Poisons In The Laboratory: Scientists, Beware
On Saturday, take the time to lock up the cyanide and stash your arsenic somewhere safe, because next week is National Poison Prevention Week.
The Centers for Disease Control and Prevention estimate that, despite federally required child-proof packaging on most medicines, emergency rooms receive around 60,000 visits each year from children who sampled from the medicine cabinet. Poisoning is also one of the leading injury-related causes of death in the U.S., with 90 percent of deaths involving drugs, prescription or otherwise, according to the CDC.
It's not just parents that should keep proper poison control in mind. As workplaces go, laboratories are not nearly as risky as forests, but accidental poisoning has claimed the lives of experienced researchers as well as some of the most acclaimed figures in science.
Perhaps the most famous cautionary tale in science is that of Marie Curie, whose work on radioactivity earned her two Nobel Prizes in different scientific fields - chemistry and physics - a feat that has yet to be matched since.
But Curie's years of exposure to radioactive substances and x-rays led to leukemia and her death in 1934.
Another case of accidental poisoning occurred in 1996, when Karen Wetterhahn, a Dartmouth College chemistry professor, spilled a few drops of a mercury compound on her hand while working on an experiment. Wetterhahn wore protective latex gloves and worked under a ventilated hood at the time, but she still died of mercury poisoning several months later.
In a 1998 paper examining the circumstances of Wetterhahn's death in the New England Journal of Medicine, a Dartmouth Medical School-led team found that the compound that killed Wetterhahn, dimethyl mercury, easily penetrates latex. It turned out that the safety protocol for dimethylmercury, which merely recommended wearing appropriate chemical-resistant gloves, was not stringent enough to protect scientists, the paper said.
Another scientist killed in the line of duty was Louis Slotin, who worked on the Manhattan Project and died in 1946 after a fission reaction experiment went awry. Slotin was holding two halves of a beryllium sphere around a core of plutonium, separated by a screwdriver, just before the accident. When the screwdriver slipped, the two halves of the sphere came in contact with each other and started a critical reaction, unleashing lethal amounts of radiation.

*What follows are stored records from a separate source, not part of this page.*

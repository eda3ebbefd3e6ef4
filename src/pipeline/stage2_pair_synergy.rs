use crate::model::compat::neutral_compatibility;
use crate::model::flags::DataQualityWarning;
use crate::model::roles::{Role, RolePair};
use crate::model::scores::{PairSynergy, SynergySourceKind, clamp_synergy, clip01};
use crate::model::weights::SynergyParams;

/// Shared-match summary for two players.
#[derive(Debug, Clone, Copy, PartialEq, Default)]
pub struct PairHistory {
    pub games: u32,
    pub win_rate: f64,
    pub avg_kda: Option<f64>,
    pub recent_games: u32,
}

#[derive(Debug, Clone, Copy, PartialEq)]
pub enum HistoryLookup {
    Found(PairHistory),
    /// The source cannot answer for this pair at all.
    NoData,
}

/// Lookup capability for shared history, supplied by the caller.
pub trait SynergySource {
    fn pair_history(&self, a: &str, b: &str) -> HistoryLookup;

    /// History of the two players in exactly these roles, if tracked.
    fn role_pair_history(&self, _a: &str, _role_a: Role, _b: &str, _role_b: Role) -> Option<PairHistory> {
        None
    }
}

/// Source for callers without any shared-history data.
#[derive(Debug, Clone, Copy, Default)]
pub struct NoHistory;

impl SynergySource for NoHistory {
    fn pair_history(&self, _a: &str, _b: &str) -> HistoryLookup {
        HistoryLookup::NoData
    }
}

#[derive(Clone, Copy)]
pub struct PairSynergyScorer<'a> {
    source: &'a dyn SynergySource,
    params: &'a SynergyParams,
}

impl<'a> PairSynergyScorer<'a> {
    pub fn new(source: &'a dyn SynergySource, params: &'a SynergyParams) -> Self {
        Self { source, params }
    }

    pub fn score(&self, a: &str, role_a: Role, b: &str, role_b: Role) -> PairSynergy {
        let (a, role_a, b, role_b) = canonical(a, role_a, b, role_b);

        let history = match self.source.pair_history(a, b) {
            HistoryLookup::Found(h) => h,
            HistoryLookup::NoData => {
                return PairSynergy {
                    player_a: a.to_string(),
                    role_a,
                    player_b: b.to_string(),
                    role_b,
                    value: clamp_synergy(neutral_compatibility(RolePair::new(role_a, role_b))),
                    games: 0,
                    confidence: 0.0,
                    source: SynergySourceKind::NeutralTable,
                };
            }
        };

        let general_conf = ratio(history.games, self.params.confidence_games);
        let general = if history.games == 0 {
            0.0
        } else {
            self.raw_value(&history) * general_conf
        };

        let role_history = self
            .source
            .role_pair_history(a, role_a, b, role_b)
            .filter(|h| h.games > 0);

        let (value, confidence, source) = match role_history {
            Some(rh) => {
                let role_conf = ratio(rh.games, self.params.role_confidence_games);
                let role_value = self.raw_value(&rh);
                (
                    general + role_conf * (role_value - general),
                    general_conf.max(role_conf),
                    SynergySourceKind::RoleRefined,
                )
            }
            None if history.games == 0 => (0.0, 0.0, SynergySourceKind::NoSharedGames),
            None => (general, general_conf, SynergySourceKind::History),
        };

        PairSynergy {
            player_a: a.to_string(),
            role_a,
            player_b: b.to_string(),
            role_b,
            value: clamp_synergy(value),
            games: history.games,
            confidence,
            source,
        }
    }

    /// Unscaled synergy: win-rate swing, KDA adjustment and recency bonus.
    pub fn raw_value(&self, history: &PairHistory) -> f64 {
        let p = self.params;
        let base = (clip01(history.win_rate) - 0.5) * p.win_rate_scale;

        let kda_adj = match history.avg_kda.filter(|k| k.is_finite()) {
            Some(kda) if kda >= p.kda_neutral + p.kda_margin => p.kda_adjustment,
            Some(kda) if kda <= p.kda_neutral - p.kda_margin => -p.kda_adjustment,
            _ => 0.0,
        };

        let recent = history.recent_games.min(history.games);
        let recency = if recent >= p.recent_games_min && p.recent_games_min > 0 {
            let extra = (recent - p.recent_games_min) as f64;
            (p.recency_bonus_min + p.recency_bonus_step * extra).min(p.recency_bonus_max)
        } else {
            0.0
        };

        base + kda_adj + recency
    }

    pub fn audit(&self, a: &str, b: &str) -> Option<DataQualityWarning> {
        let (a, _, b, _) = canonical(a, Role::Top, b, Role::Top);
        match self.source.pair_history(a, b) {
            HistoryLookup::NoData => Some(DataQualityWarning::NeutralSynergyTable),
            HistoryLookup::Found(h) if h.games == 0 => Some(DataQualityWarning::MissingPairHistory {
                player_a: a.to_string(),
                player_b: b.to_string(),
            }),
            HistoryLookup::Found(_) => None,
        }
    }
}

fn canonical<'s>(
    a: &'s str,
    role_a: Role,
    b: &'s str,
    role_b: Role,
) -> (&'s str, Role, &'s str, Role) {
    if a <= b {
        (a, role_a, b, role_b)
    } else {
        (b, role_b, a, role_a)
    }
}

fn ratio(games: u32, full: u32) -> f64 {
    (games as f64 / full.max(1) as f64).min(1.0)
}

#[cfg(test)]
#[path = "../../tests/src_inline/pipeline/stage2_pair_synergy.rs"]
mod tests;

Slotin managed to knock the halves of the sphere apart, saving the lives of other researchers, but succumbed to radiation poisoning nine days after the accident.
Modern laboratory protocols may not always be perfect, but they are monumentally safer than cautionary measures taken by the earliest scientists, which seemed to mostly consist of ducking or praying.
Eighteenth-century Swedish-German chemist Carl Scheele discovered a host of previously unknown elements, including chlorine, tungsten, barium, hydrogen and oxygen. However, he unwisely had a habit of testing his discoveries by tasting them and sniffing them, and died of exposure to a wide variety of toxic substances in 1786.
Robert Bunsen, whose eponymous burner is present in even the humblest laboratories, had several close calls before he decided to switch from organic chemistry to inorganic chemistry. Before the career change, Bunsen was half-blinded from a chemical explosion and nearly died of arsenic poisoning twice.
Sometimes, however, lab-related poisoning is not accidental.
In 2011, Xiaoye Wang, the husband of a pharmaceutical research chemist, came down with what seemed like a suspiciously persistent case of the flu. Shortly before Wang died, doctors discovered that Wang had been poisoned with thallium, an incredibly toxic soft metal which his wife Tianle Li had access to in the labs at Bristol-Myers-Squibb.
Li, who was charged with Wang's murder in February 2011, was not even the first chemist to intentionally poison someone with thallium. A troubled Florida chemist, George Trepal, killed one of his neighbors and sickened two others by spiking bottles of Coca-Cola with the substance. Trepal is currently on death row.